(TASK DESCRIPTION)
The answer must consist of each line below that holds the word "LogProgress", copied as it stands.

(INFORMATION SHOWN)

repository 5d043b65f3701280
//! Copy every record reachable through the quotation API into MongoDB.
//!
//! Needs `QUOTATION_API_BASE_URL`, `MONGO_URI` and `MONGO_DATABASE`. The
//! MongoDB deployment must support transactions (replica set or sharded).

use dotenv::dotenv;
use quotedesk_backend::config::{MongoConfig, QuotationApiConfig};
use quotedesk_backend::repository::document_store::MongoDocumentStore;
use quotedesk_backend::service::migration_service::{
    EntityKind, LogProgress, MigrationService, MigrationStage, ProgressSink,
};
use quotedesk_backend::util::logger::Logger;
use quotedesk_backend::util::quotation_api::QuotationApiClient;
use std::process::ExitCode;
use std::sync::Arc;
use tracing::error;

/// Echoes each stage on stdout as well as in the log.
struct ConsoleProgress;

impl ProgressSink for ConsoleProgress {
    fn report(&self, stage: &MigrationStage) {
        println!("{}", stage);
        LogProgress.report(stage);
    }
}

#[tokio::main]
async fn main() -> ExitCode {
    let _ = dotenv();
    let _logger = match Logger::new("quotedesk-migrate") {
        Ok(logger) => logger,
        Err(e) => {
            eprintln!("Failed to initialise logging: {}", e);
            return ExitCode::FAILURE;
        }
    };

    let (api_config, mongo_config) = match (QuotationApiConfig::from_env(), MongoConfig::from_env()) {
        (Ok(api), Ok(mongo)) => (api, mongo),
        (Err(e), _) | (_, Err(e)) => {
            error!("Configuration error: {}", e);
            eprintln!("Configuration error: {}", e);
            return ExitCode::FAILURE;
        }
    };

    ConsoleProgress.report(&MigrationStage::Connecting);
    let target = match MongoDocumentStore::new(&mongo_config).await {
        Ok(store) => store,
        Err(e) => {
            error!("Failed to connect to MongoDB: {}", e);
            eprintln!("Failed to connect to MongoDB: {}", e);
            return ExitCode::FAILURE;
        }
    };
    if let Err(e) = target.ping().await {
        error!("MongoDB ping failed: {}", e);
        eprintln!("MongoDB ping failed: {}", e);
        return ExitCode::FAILURE;
    }

    let source = Arc::new(QuotationApiClient::new(api_config));
    let service = MigrationService::new(source, Arc::new(target), mongo_config.batch_size);

    match service.run(&ConsoleProgress).await {
        Ok(report) => {
            for kind in EntityKind::ALL {
                let counts = report.counts(kind);
                println!(
                    "{:<15} fetched {:>5}  written {:>5}  skipped {:>5}",
                    kind.to_string(),
                    counts.fetched,
                    counts.written,
                    counts.skipped
                );
            }
            ExitCode::SUCCESS
        }
        Err(e) => {
            eprintln!("{}", e);
            ExitCode::FAILURE
        }
    }
}
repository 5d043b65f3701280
pub mod app;
pub mod config;
pub mod dto;
pub mod handler;
pub mod model;
pub mod repository;
pub mod router;
pub mod service;
pub mod util;
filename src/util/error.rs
use axum::{http::StatusCode, response::{IntoResponse, Response}};
use serde::Serialize;

use crate::util::write_lock::LockTimeout;

/// Failures that are answered with a non-200 status. Webhook operations never
/// use these; they always answer with a `{success:false}` body.
#[derive(Debug, Serialize)]
pub enum HandlerErrorKind {
    BadRequest,
    Validation,
    Internal,
}

impl std::fmt::Display for HandlerErrorKind {
    fn fmt(&self, f: &mut std::fmt::Formatter<'_>) -> std::fmt::Result {
        let s = match self {
            HandlerErrorKind::BadRequest => "BadRequest",
            HandlerErrorKind::Validation => "Validation",
            HandlerErrorKind::Internal => "Internal",
        };
        write!(f, "{}", s)
    }
}

#[derive(Debug, Serialize)]
pub struct HandlerError {
    pub error: HandlerErrorKind,
    pub message: String,
    pub details: Option<String>,
}

impl HandlerError {
    pub fn validation(errors: validator::ValidationErrors) -> Self {
        HandlerError {
            error: HandlerErrorKind::Validation,
            message: "Invalid request".to_string(),
            details: Some(errors.to_string()),
        }
    }
}

impl std::fmt::Display for HandlerError {
    fn fmt(&self, f: &mut std::fmt::Formatter<'_>) -> std::fmt::Result {
        write!(f, "{}: {}", self.error, self.message)
    }
}

impl std::error::Error for HandlerError {}

impl IntoResponse for HandlerError {
    fn into_response(self) -> Response {
        let status = match self.error {
            HandlerErrorKind::Validation | HandlerErrorKind::BadRequest => StatusCode::BAD_REQUEST,
            HandlerErrorKind::Internal => StatusCode::INTERNAL_SERVER_ERROR,
        };
        (status, axum::Json(self)).into_response()
    }
}

#[derive(Debug, Clone, PartialEq)]
pub enum ServiceError {
    /// A mandatory field was blank after trimming; nothing was written.
    MissingRequiredField(String),
    /// The write lock could not be taken in time; nothing was written.
    ServerBusy,
    /// The payload matched no known record shape.
    UnknownAction(String),
    /// The body was not a JSON object.
    InvalidPayload(String),
    NotFound(String),
    InvalidInput(String),
    InternalError(String),
    Conflict(String),
}

impl ServiceError {
    /// Stable tag sent to clients alongside the message.
    pub fn code(&self) -> &'static str {
        match self {
            ServiceError::MissingRequiredField(_) => "MissingRequiredField",
            ServiceError::ServerBusy => "ServerBusy",
            ServiceError::UnknownAction(_) => "UnknownAction",
            ServiceError::InvalidPayload(_) => "InvalidPayload",
            ServiceError::NotFound(_) => "NotFound",
            ServiceError::InvalidInput(_) => "InvalidInput",
            ServiceError::InternalError(_) => "InternalError",
            ServiceError::Conflict(_) => "Conflict",
        }
    }
}

impl std::fmt::Display for ServiceError {
    fn fmt(&self, f: &mut std::fmt::Formatter<'_>) -> std::fmt::Result {
        match self {
            ServiceError::MissingRequiredField(field) => write!(f, "Missing required field: {}", field),
            ServiceError::ServerBusy => write!(f, "Server busy, please try again."),
            ServiceError::UnknownAction(msg) => write!(f, "Unknown action: {}", msg),
            ServiceError::InvalidPayload(msg) => write!(f, "Invalid payload: {}", msg),
            ServiceError::NotFound(msg) => write!(f, "Not Found: {}", msg),
            ServiceError::InvalidInput(msg) => write!(f, "Invalid Input: {}", msg),
            ServiceError::InternalError(msg) => write!(f, "Internal Error: {}", msg),
            ServiceError::Conflict(msg) => write!(f, "Conflict: {}", msg),
        }
    }
}

impl std::error::Error for ServiceError {}

impl From<crate::repository::repository_error::RepositoryError> for ServiceError {
    fn from(err: crate::repository::repository_error::RepositoryError) -> Self {
        use crate::repository::repository_error::RepositoryError;
        match err {
            RepositoryError::MissingRequiredField(field) => ServiceError::MissingRequiredField(field),
            RepositoryError::NotFound(msg) => ServiceError::NotFound(msg),
            RepositoryError::ValidationError(msg) => ServiceError::InvalidInput(msg),
            RepositoryError::AlreadyExists(msg) => ServiceError::Conflict(msg),
            RepositoryError::DatabaseError(msg) => ServiceError::InternalError(msg),
            RepositoryError::ConnectionError(msg) => ServiceError::InternalError(msg),
            RepositoryError::SerializationError(msg) => ServiceError::InternalError(msg),
            RepositoryError::Generic(e) => ServiceError::InternalError(e.to_string()),
        }
    }
}

impl From<LockTimeout> for ServiceError {
    fn from(_: LockTimeout) -> Self {
        ServiceError::ServerBusy
    }
}

#[cfg(test)]
mod tests {
    use super::*;
    use crate::repository::repository_error::RepositoryError;

    #[test]
    fn test_repository_errors_map_to_service_errors() {
        let err: ServiceError = RepositoryError::missing_field("id").into();
        assert_eq!(err, ServiceError::MissingRequiredField("id".to_string()));
        assert_eq!(err.code(), "MissingRequiredField");

        let err: ServiceError = RepositoryError::already_exists("ZN-2026-001").into();
        assert_eq!(err.code(), "Conflict");
    }

    #[test]
    fn test_busy_message() {
        let err: ServiceError = LockTimeout.into();
        assert_eq!(err.to_string(), "Server busy, please try again.");
    }
}
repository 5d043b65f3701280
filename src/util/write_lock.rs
use std::sync::Arc;
use std::time::Duration;
use tokio::sync::{Mutex, OwnedMutexGuard};
use tracing::{debug, warn};

/// Lock acquisition gave up after the configured wait.
#[derive(Debug, Clone, Copy, PartialEq, Eq, thiserror::Error)]
#[error("Server busy, please try again.")]
pub struct LockTimeout;

/// Process-wide mutual exclusion for writes to the tabular store.
///
/// Reads never take it. The guard releases the lock when dropped, so every
/// exit path of a write (including errors and panics) frees it.
#[derive(Debug, Clone)]
pub struct WriteLock {
    inner: Arc<Mutex<()>>,
    timeout: Duration,
}

pub type WriteGuard = OwnedMutexGuard<()>;

impl WriteLock {
    pub fn new(timeout: Duration) -> Self {
        Self { inner: Arc::new(Mutex::new(())), timeout }
    }

    pub fn timeout(&self) -> Duration {
        self.timeout
    }

    pub async fn acquire(&self) -> Result<WriteGuard, LockTimeout> {
        match tokio::time::timeout(self.timeout, self.inner.clone().lock_owned()).await {
            Ok(guard) => {
                debug!("Write lock acquired");
                Ok(guard)
            }
            Err(_) => {
                warn!(timeout_ms = self.timeout.as_millis() as u64, "Write lock wait timed out");
                Err(LockTimeout)
            }
        }
    }
}

#[cfg(test)]
mod tests {
    use super::*;

    #[tokio::test]
    async fn test_second_writer_times_out() {
        let lock = WriteLock::new(Duration::from_millis(50));
        let _held = lock.acquire().await.unwrap();
        assert_eq!(lock.acquire().await.unwrap_err(), LockTimeout);
    }

    #[tokio::test]
    async fn test_lock_released_on_drop() {
        let lock = WriteLock::new(Duration::from_millis(50));
        {
            let _guard = lock.acquire().await.unwrap();
        }
        assert!(lock.acquire().await.is_ok());
    }

    #[tokio::test]
    async fn test_waiter_gets_lock_when_released_in_time() {
        let lock = WriteLock::new(Duration::from_secs(2));
        let guard = lock.acquire().await.unwrap();
        let waiter = {
            let lock = lock.clone();
            tokio::spawn(async move { lock.acquire().await.is_ok() })
        };
        tokio::time::sleep(Duration::from_millis(20)).await;
        drop(guard);
        assert!(waiter.await.unwrap());
    }
}
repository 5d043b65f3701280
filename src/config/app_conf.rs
use std::env;
use std::time::Duration;
use tracing::{debug, warn};

use crate::config::ConfigError;

/// Server and webhook settings
#[derive(Debug, Clone)]
pub struct AppConfig {
    pub host: String,
    pub port: u16,
    /// How long a write waits for the write lock before answering "busy"
    pub write_lock_timeout_secs: u64,
    /// Brand prefix of generated quote numbers
    pub quote_prefix: String,
}

impl AppConfig {
    pub fn from_env() -> Result<Self, ConfigError> {
        let host = env::var("APP_HOST").unwrap_or_else(|_| "127.0.0.1".to_string());
        let port = env::var("APP_PORT")
            .ok()
            .and_then(|s| s.parse().ok())
            .unwrap_or(8080);

        let write_lock_timeout_secs = match env::var("WRITE_LOCK_TIMEOUT_SECS") {
            Ok(raw) => raw.parse::<u64>().map_err(|_| {
                ConfigError::InvalidValue(format!("Invalid WRITE_LOCK_TIMEOUT_SECS value '{}'", raw))
            })?,
            Err(_) => {
                warn!("WRITE_LOCK_TIMEOUT_SECS not set, using default: 10");
                10
            }
        };

        let quote_prefix = env::var("QUOTE_PREFIX").unwrap_or_else(|_| "ZN".to_string());
        debug!(host = %host, port, write_lock_timeout_secs, quote_prefix = %quote_prefix, "App configuration");

        let config = AppConfig { host, port, write_lock_timeout_secs, quote_prefix };
        config.validate()?;
        Ok(config)
    }

    pub fn from_test_env() -> Self {
        AppConfig {
            host: "127.0.0.1".to_string(),
            port: 0,
            write_lock_timeout_secs: 1,
            quote_prefix: "ZN".to_string(),
        }
    }

    pub fn validate(&self) -> Result<(), ConfigError> {
        if self.write_lock_timeout_secs == 0 {
            return Err(ConfigError::ValidationError("Write lock timeout must be greater than 0".to_string()));
        }
        let prefix = self.quote_prefix.trim();
        if prefix.is_empty() || prefix.contains(char::is_whitespace) {
            return Err(ConfigError::ValidationError("Quote prefix must be a single non-empty word".to_string()));
        }
        Ok(())
    }

    pub fn write_lock_timeout(&self) -> Duration {
        Duration::from_secs(self.write_lock_timeout_secs)
    }
}

impl Default for AppConfig {
    fn default() -> Self {
        AppConfig {
            host: "127.0.0.1".to_string(),
            port: 8080,
            write_lock_timeout_secs: 10,
            quote_prefix: "ZN".to_string(),
        }
    }
}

(ANSWER SECTION)
    EntityKind, LogProgress, MigrationService, MigrationStage, ProgressSink,
        LogProgress.report(stage);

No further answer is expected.